The amplitude of a trigonometric function like the sine function refers to its maximum height from the centerline, or the line y=0 in the most basic sine functions. In simple terms, it's how far up and down the curve travels from the middle of its wave. The standard formula for a sine function is represented as \(y = a \sin(b(x - c))\), where \(a\) controls the amplitude. Here, the given function is \(y = -4 \sin(2(x + \frac{\pi}{2}))\). The amplitude is the absolute value of \(a\), which means we disregard any negative sign present.

• Given \(a = -4\), the amplitude is \(|-4| = 4\).
• This indicates that the graph of the sine function will oscillate 4 units above and 4 units below the x-axis.

Understanding amplitude helps determine how "tall" your graph will look as it varies above and below the centerline.

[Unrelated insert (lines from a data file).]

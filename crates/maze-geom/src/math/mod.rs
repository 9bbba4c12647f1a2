// SPDX-License-Identifier: Apache-2.0
// © James Ross Ω FLYING•ROBOTS <https://github.com/flyingrobots>

//! Float32 vector and matrix helpers used by the collision types.
//!
//! Model transforms are plain [`Mat4`] values; [`translate`], [`scale`] and
//! [`rotate_about`] post-multiply an existing matrix the same way a scene
//! graph accumulates local transforms.

mod mat4;
mod vec3;

pub use mat4::{rotate_about, scale, translate, Mat4};
pub use vec3::Vec3;

/// Degeneracy threshold for lengths and normalisation.
pub const EPSILON: f32 = 1e-6;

The period of a sine function is the distance over which the graph of the function repeats itself. For the basic sine curve \(y = \sin(x)\), the period is standardly \(2\pi\), meaning after \(2\pi\) units the wave starts repeating. The formula to find the period for a transformed sine function \(y = a \sin(b(x - c))\) is calculated as \(\frac{2\pi}{b}\). In our function \(y = -4 \sin(2(x + \frac{\pi}{2}))\), the \(b\) value is 2.

• Compute the period: \(\frac{2\pi}{2} = \pi\).
• This tells us the wave will repeat every \(\pi\) units, compressing the standard sine wave to half its length.

Knowing the period is crucial for graphing as it tells you the horizontal length required to capture one complete cycle of the sine wave.

The phase shift of a sine function is the horizontal translation or movement of the graph along the x-axis. It alters where the sine wave starts on the graph. Using the expression \(y = a \sin(b(x - c))\), the phase shift is determined by the value \(c\).In the function given, \(y = -4 \sin(2(x + \frac{\pi}{2}))\), it can be set as \(y = -4 \sin(2(x - (-\frac{\pi}{2})))\).

• This reveals a phase shift of \(-\frac{\pi}{2}\), meaning the graph is shifted to the left by that distance.

Understanding phase shift helps predict the starting point of the wave and how it aligns with standard key positions like peaks and troughs.

Graphing a sine function can be simplified into steps once you know its amplitude, period, and phase shift. These elements allow you to determine key points on the graph and thus shape the sine wave. The standard form of a sine function, \(y = a \sin(b(x - c))\), is transformed to create different sine curves.In our equation \(y = -4 \sin(2(x + \frac{\pi}{2}))\):

• The amplitude is 4, so the graph will extend 4 units above and below the centerline.
• The period is \(\pi\), you plot each cycle across this length.
• With a phase shift of \(-\frac{\pi}{2}\), you start plotting your cycle from that point on the x-axis.

To graph, you'd begin plotting at the phase shift, marking points at critical values (like peak, zero, trough, zero again) within the period. For instance, one complete cycle begins at \(-\frac{\pi}{2}\), ends at \(\pi - \frac{\pi}{2}\), and maps out a smooth wave through these guiding points.